### SUPPLIED ENTRIES
// Service exports
pub mod gemini;
pub mod llm;
pub mod postgres;
pub mod store;

pub use gemini::GeminiClient;
pub use llm::{LlmClient, LlmError};
pub use postgres::PostgresClient;
pub use store::{ConversationStore, StoreError};
use crate::config::DatabaseSettings;
use crate::models::{ConversationRecord, NewConversation};
use crate::services::store::{ConversationStore, StoreError};
use async_trait::async_trait;
use sqlx::postgres::{PgPoolOptions, PgRow};
use sqlx::{PgPool, Row};
use std::time::Duration;

/// PostgreSQL-backed conversation store
///
/// Records are kept in a single `conversations` table; the parsed answer set
/// is stored verbatim in a `JSON` column, which keeps the model's key order.
pub struct PostgresClient {
    pool: PgPool,
}

impl PostgresClient {
    /// Create a new PostgreSQL client from a connection string
    pub async fn new(
        database_url: &str,
        max_connections: u32,
        min_connections: u32,
        acquire_timeout: Duration,
        idle_timeout: Duration,
    ) -> Result<Self, StoreError> {
        let pool = PgPoolOptions::new()
            .max_connections(max_connections)
            .min_connections(min_connections)
            .acquire_timeout(acquire_timeout)
            .idle_timeout(idle_timeout)
            .test_before_acquire(true)
            .connect(database_url)
            .await?;

        // Run migrations on startup
        sqlx::migrate!("./migrations").run(&pool).await?;

        Ok(Self { pool })
    }

    /// Create a new PostgreSQL client from settings
    pub async fn from_settings(settings: &DatabaseSettings) -> Result<Self, StoreError> {
        tracing::info!(
            "Connecting to PostgreSQL (max: {:?}, min: {:?} connections)",
            settings.max_connections,
            settings.min_connections
        );

        Self::new(
            &settings.url,
            settings.max_connections.unwrap_or(10),
            settings.min_connections.unwrap_or(1),
            Duration::from_secs(settings.acquire_timeout_secs.unwrap_or(5)),
            Duration::from_secs(settings.idle_timeout_secs.unwrap_or(600)),
        )
        .await
    }
}

fn record_from_row(row: &PgRow) -> Result<ConversationRecord, sqlx::Error> {
    Ok(ConversationRecord {
        id: row.try_get("id")?,
        kind: row.try_get("type")?,
        prompt: row.try_get("prompt")?,
        text: row.try_get("text")?,
        score: row.try_get("score")?,
        metadata: row.try_get("metadata")?,
        created_at: row.try_get("created_at")?,
        updated_at: row.try_get("updated_at")?,
    })
}

#[async_trait]
impl ConversationStore for PostgresClient {
    async fn insert(&self, conversation: NewConversation) -> Result<ConversationRecord, StoreError> {
        let record = conversation.into_record();

        let query = r#"
            INSERT INTO conversations (id, type, prompt, text, score, metadata, created_at, updated_at)
            VALUES ($1, $2, $3, $4, $5, $6::json, $7, $8)
        "#;

        sqlx::query(query)
            .bind(record.id)
            .bind(&record.kind)
            .bind(&record.prompt)
            .bind(&record.text)
            .bind(record.score)
            .bind(&record.metadata)
            .bind(record.created_at)
            .bind(record.updated_at)
            .execute(&self.pool)
            .await?;

        tracing::debug!("Stored conversation {} (score: {:?})", record.id, record.score);

        Ok(record)
    }

    async fn list_recent(&self) -> Result<Vec<ConversationRecord>, StoreError> {
        let query = r#"
            SELECT id, type, prompt, text, score, metadata, created_at, updated_at
            FROM conversations
            ORDER BY created_at DESC
        "#;

        let rows = sqlx::query(query).fetch_all(&self.pool).await?;

        let records = rows
            .iter()
            .map(record_from_row)
            .collect::<Result<Vec<_>, _>>()?;

        tracing::debug!("Loaded {} conversations", records.len());

        Ok(records)
    }

    async fn health_check(&self) -> Result<bool, StoreError> {
        sqlx::query("SELECT 1")
            .fetch_one(&self.pool)
            .await
            .map(|_| true)
            .map_err(Into::into)
    }
}
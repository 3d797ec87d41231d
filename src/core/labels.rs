use serde::{Deserialize, Serialize};

/// Highest score any label can contribute
pub const MAX_LABEL_SCORE: u8 = 5;

/// Which answer vocabulary a label belongs to
#[derive(Debug, Clone, Copy, PartialEq, Eq, Serialize, Deserialize)]
pub enum LabelScale {
    /// Poor / Average / Good
    Qualitative,
    /// Yes / No
    Binary,
}

/// Answer labels the model is instructed to use
#[derive(Debug, Clone, Copy, PartialEq, Eq, Hash, Serialize, Deserialize)]
pub enum AnswerLabel {
    Poor,
    Average,
    Good,
    Yes,
    No,
}

impl AnswerLabel {
    pub const ALL: [AnswerLabel; 5] = [
        AnswerLabel::Poor,
        AnswerLabel::Average,
        AnswerLabel::Good,
        AnswerLabel::Yes,
        AnswerLabel::No,
    ];

    /// Exact, case-sensitive lookup
    pub fn parse(label: &str) -> Option<Self> {
        Self::ALL.into_iter().find(|l| l.as_str() == label)
    }

    pub fn as_str(self) -> &'static str {
        match self {
            AnswerLabel::Poor => "Poor",
            AnswerLabel::Average => "Average",
            AnswerLabel::Good => "Good",
            AnswerLabel::Yes => "Yes",
            AnswerLabel::No => "No",
        }
    }

    pub fn score(self) -> u8 {
        match self {
            AnswerLabel::Poor => 1,
            AnswerLabel::Average => 3,
            AnswerLabel::Good => 5,
            AnswerLabel::Yes => 5,
            AnswerLabel::No => 1,
        }
    }

    pub fn scale(self) -> LabelScale {
        match self {
            AnswerLabel::Poor | AnswerLabel::Average | AnswerLabel::Good => LabelScale::Qualitative,
            AnswerLabel::Yes | AnswerLabel::No => LabelScale::Binary,
        }
    }
}

impl std::fmt::Display for AnswerLabel {
    fn fmt(&self, f: &mut std::fmt::Formatter<'_>) -> std::fmt::Result {
        f.write_str(self.as_str())
    }
}

#[cfg(test)]
mod tests {
    use super::*;

    #[test]
    fn test_label_scores() {
        assert_eq!(AnswerLabel::Poor.score(), 1);
        assert_eq!(AnswerLabel::Average.score(), 3);
        assert_eq!(AnswerLabel::Good.score(), 5);
        assert_eq!(AnswerLabel::Yes.score(), 5);
        assert_eq!(AnswerLabel::No.score(), 1);
    }

    #[test]
    fn test_parse_is_exact() {
        assert_eq!(AnswerLabel::parse("Good"), Some(AnswerLabel::Good));
        assert_eq!(AnswerLabel::parse("No"), Some(AnswerLabel::No));
        assert_eq!(AnswerLabel::parse("good"), None);
        assert_eq!(AnswerLabel::parse(" Yes"), None);
        assert_eq!(AnswerLabel::parse("Excellent"), None);
    }

    #[test]
    fn test_scales_partition_vocabulary() {
        let qualitative: Vec<_> = AnswerLabel::ALL
            .into_iter()
            .filter(|l| l.scale() == LabelScale::Qualitative)
            .collect();
        assert_eq!(qualitative, vec![AnswerLabel::Poor, AnswerLabel::Average, AnswerLabel::Good]);

        for label in AnswerLabel::ALL {
            assert!(label.score() >= 1 && label.score() <= MAX_LABEL_SCORE);
            assert_eq!(AnswerLabel::parse(&label.to_string()), Some(label));
        }
    }
}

### GOAL OF THE EXERCISE
Where a line of the material holds the word "Deserialize", copy that line.

### TASK RESULT
use serde::{Deserialize, Serialize};
#[derive(Debug, Clone, Copy, PartialEq, Eq, Serialize, Deserialize)]
#[derive(Debug, Clone, Copy, PartialEq, Eq, Hash, Serialize, Deserialize)]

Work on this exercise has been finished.